When it comes to actors championing the cause of sustainable development in India, we usually count on non-governmental organisations, individuals and private entities working in the space of development. Most of these, have focused on environmental protection and social development as separate demands rather than integrate them into a single discourse. This, despite the fact, that India has had a rich history with eco-feminism and tribal development and forest protection. The Chipko movement is testament to how woke India was to combining social development with environmental thinking as early as 1973. Activists such as Vandana Shiva, Sunderlal Bahuguna, Rajendra Singh and Radha Bhatt have combined social development narratives with the need for environmental protection.
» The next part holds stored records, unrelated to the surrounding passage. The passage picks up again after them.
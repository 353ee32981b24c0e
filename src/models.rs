//! Data Models
//! Product, Category, Plant, CartLineItem, FilterCriteria などのデータ構造定義

use std::collections::BTreeSet;

use serde::{Deserialize, Serialize};

// ========================================
// Catalog
// ========================================

/// Product (静的カタログの1レコード、実行中は不変)
#[derive(Debug, Clone, PartialEq, Serialize, Deserialize)]
#[serde(rename_all = "camelCase")]
pub struct Product {
    pub id: String,
    pub name: String,
    pub category: String,
    pub price: f64,
    #[serde(default)]
    pub description: String,
    #[serde(default)]
    pub ingredients: Vec<String>,
    #[serde(default)]
    pub plants: Vec<String>,
    pub image: String,
    pub in_stock: bool,
    #[serde(default)]
    pub featured: bool,
    #[serde(default)]
    pub badge: Option<String>,
}

/// Category (products.json の categories)
#[derive(Debug, Clone, PartialEq, Serialize, Deserialize)]
pub struct Category {
    pub id: String,
    pub name: String,
    #[serde(default)]
    pub description: Option<String>,
}

/// Plant タグのメタデータ (plants.json)
#[derive(Debug, Clone, PartialEq, Serialize, Deserialize)]
#[serde(rename_all = "camelCase")]
pub struct Plant {
    pub id: String,
    pub name: String,
    #[serde(default)]
    pub latin_name: Option<String>,
    #[serde(default)]
    pub description: String,
    #[serde(default)]
    pub benefits: Vec<String>,
}

// ========================================
// Cart
// ========================================

/// Cart line item (localStorage に JSON 配列として保存される)
///
/// name / price / image は追加時点のスナップショットで、カタログとは切り離されている。
#[derive(Debug, Clone, PartialEq, Serialize, Deserialize)]
pub struct CartLineItem {
    pub id: String,
    pub name: String,
    pub price: f64,
    pub image: String,
    pub quantity: u32,
}

impl CartLineItem {
    /// 新規行（数量 1）を Product から作る
    pub fn from_product(product: &Product) -> Self {
        Self {
            id: product.id.clone(),
            name: product.name.clone(),
            price: product.price,
            image: product.image.clone(),
            quantity: 1,
        }
    }

    pub fn line_total_cents(&self) -> i64 {
        to_minor_units(self.price).saturating_mul(i64::from(self.quantity))
    }
}

/// Cart の公開スナップショット
///
/// 変更のたびに丸ごと作り直して差し替える。購読者が受け取った値は以後変化しない。
#[derive(Debug, Clone, PartialEq, Default)]
pub struct CartSnapshot {
    pub items: Vec<CartLineItem>,
    pub is_open: bool,
    pub updated_at_ms: Option<i64>,
}

impl CartSnapshot {
    pub fn with_items(&self, items: Vec<CartLineItem>) -> Self {
        Self {
            items,
            is_open: self.is_open,
            updated_at_ms: Some(chrono::Utc::now().timestamp_millis()),
        }
    }

    pub fn with_open(&self, is_open: bool) -> Self {
        Self {
            items: self.items.clone(),
            is_open,
            updated_at_ms: Some(chrono::Utc::now().timestamp_millis()),
        }
    }

    pub fn find(&self, id: &str) -> Option<&CartLineItem> {
        self.items.iter().find(|line| line.id == id)
    }

    pub fn item_count(&self) -> u32 {
        self.items.iter().map(|line| line.quantity).sum()
    }
}

/// 合計（保存しない、常に items から再計算）
///
/// 金額は最小通貨単位（セント）で保持するので `total == subtotal + shipping` が厳密に成り立つ。
#[derive(Debug, Clone, Copy, PartialEq, Eq, Default, Serialize)]
pub struct CartTotals {
    pub subtotal_cents: i64,
    pub shipping_cents: i64,
    pub total_cents: i64,
    pub item_count: u32,
}

impl CartTotals {
    pub fn subtotal(&self) -> f64 {
        from_minor_units(self.subtotal_cents)
    }

    pub fn shipping(&self) -> f64 {
        from_minor_units(self.shipping_cents)
    }

    pub fn total(&self) -> f64 {
        from_minor_units(self.total_cents)
    }

    pub fn has_free_shipping(&self) -> bool {
        self.shipping_cents == 0
    }
}

/// add_item の結果
#[derive(Debug, Clone, Copy, PartialEq, Eq)]
pub enum AddOutcome {
    /// 新しい行を追加した
    Added,
    /// 既存行の数量を +1 した
    Incremented,
    /// 上限に達しているので何もしなかった
    AtLimit,
    /// ID が不正なので追加しなかった
    Rejected,
}

// ========================================
// Filter
// ========================================

/// 価格範囲（両端を含む）
#[derive(Debug, Clone, Copy, PartialEq, Serialize, Deserialize)]
pub struct PriceRange {
    pub min: f64,
    pub max: f64,
}

impl PriceRange {
    pub fn new(min: f64, max: f64) -> Self {
        Self { min, max }
    }

    pub fn contains(&self, price: f64) -> bool {
        price >= self.min && price <= self.max
    }
}

/// 並び替えキー
#[derive(Debug, Clone, Copy, PartialEq, Eq, Hash, Default, Serialize, Deserialize)]
#[serde(rename_all = "kebab-case")]
pub enum SortKey {
    /// おすすめ順（featured を先頭に、それ以外はカタログ順）
    #[default]
    Featured,
    PriceAsc,
    PriceDesc,
    NameAsc,
    NameDesc,
}

impl SortKey {
    pub const ALL: [SortKey; 5] = [
        SortKey::Featured,
        SortKey::PriceAsc,
        SortKey::PriceDesc,
        SortKey::NameAsc,
        SortKey::NameDesc,
    ];

    pub fn as_str(&self) -> &'static str {
        match self {
            SortKey::Featured => "featured",
            SortKey::PriceAsc => "price-asc",
            SortKey::PriceDesc => "price-desc",
            SortKey::NameAsc => "name-asc",
            SortKey::NameDesc => "name-desc",
        }
    }

    pub fn from_str(s: &str) -> Option<Self> {
        SortKey::ALL.into_iter().find(|key| key.as_str() == s)
    }

    /// ソートのドロップダウン表示用ラベル
    pub fn label(&self) -> &'static str {
        match self {
            SortKey::Featured => "Featured",
            SortKey::PriceAsc => "Price: low to high",
            SortKey::PriceDesc => "Price: high to low",
            SortKey::NameAsc => "Name: A to Z",
            SortKey::NameDesc => "Name: Z to A",
        }
    }
}

/// 現在のフィルタ条件
#[derive(Debug, Clone, PartialEq, Serialize, Deserialize)]
#[serde(rename_all = "camelCase")]
pub struct FilterCriteria {
    pub categories: BTreeSet<String>,
    pub plants: BTreeSet<String>,
    pub price_range: PriceRange,
    pub in_stock_only: bool,
    pub sort: SortKey,
    pub query: String,
}

impl FilterCriteria {
    /// 「フィルタなし」の初期状態（価格範囲はカタログ全体）
    pub fn unfiltered(bounds: PriceRange) -> Self {
        Self {
            categories: BTreeSet::new(),
            plants: BTreeSet::new(),
            price_range: bounds,
            in_stock_only: false,
            sort: SortKey::default(),
            query: String::new(),
        }
    }

    /// sort 以外の条件が初期状態と異なるか
    pub fn is_active(&self, bounds: PriceRange) -> bool {
        !self.categories.is_empty()
            || !self.plants.is_empty()
            || self.price_range != bounds
            || self.in_stock_only
            || !self.query.is_empty()
    }
}

// ========================================
// Limits
// ========================================

pub mod limits {
    pub const MAX_ID_LENGTH: usize = 100;
    pub const MAX_NAME_LENGTH: usize = 200;
    pub const MAX_QUANTITY: u32 = 99;
    pub const MAX_SEARCH_LENGTH: usize = 100;
    /// 1 商品あたりの価格上限（これを超える値は不正データ扱い）
    pub const MAX_PRICE: f64 = 1_000_000.0;
}

// ========================================
// Money helpers
// ========================================

pub fn to_minor_units(amount: f64) -> i64 {
    (amount * 100.0).round() as i64
}

pub fn from_minor_units(cents: i64) -> f64 {
    cents as f64 / 100.0
}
But in the last two decades, we have seen the push for sustainable development being through environmental education, tree planting drives, beach clean-ups and propagating re-use of waste. Various NGOs across the country spent large amounts of money teaching children to save the environment. From primary school to college populations, environment support groups, green clubs and the like have set out time and energy to teach people to ‘save Mother Earth’. What good these activities do, is yet to be understood. It has been over two decades that environmental activities have been initiated in schools and though, we can state that today we have a more concerned population, whether this can be attributed to environmental education or the sheer emergency nature of the problem, cannot be said for sure. Yet, year on year, crores of rupees are spent of programs to educate young children to segregate waste, keep the environment clean and use less water.

But the actual culprits when it comes to these very wastes are not at the household level. Waste segregation, even if done at the household level, as is mandatory in many locations, is an issue wrought with political will and corporate ambitions. Those working in the waste sector will tell you that creating and cleaning landfills is a lucrative area and hence the solutions are not as easy as having three separate bins. India generates over 62 million tonnes of household waste in a year out of which less than 20% is treated and a large percentage is dumped in landfills. The problem is not in lack of segregation, the problem is rather in efficient management of resources and not looking at waste as a resource in itself. Therefore, does this education/ awareness have any meaning in the real sense?

Again, when one talks about planting of saplings in India, on a average on World Environment Day, June 5th, India sees various organisations and companies pledging to plant saplings to a tune of a few lakhs to a crore. Yet, five years ago, India reported only 21.34% of forest cover thereby bringing to question where these lakhs of sapling go and who maintains and nurtures them. Hence, making children plant saplings does little good to the environment let alone contribute to sustainable development. These are but, minute offerings in the larger scheme of the development dialogue in India as was visible with the Aarey Colony crisis of 2019 and the reported felling of over 2,000 trees to make way for the metro project. This in the backdrop of the fact that India is home to 22 of the 30 most polluted cities of the world. The costs are in front of us, and we employ little but Band-Aid solutions.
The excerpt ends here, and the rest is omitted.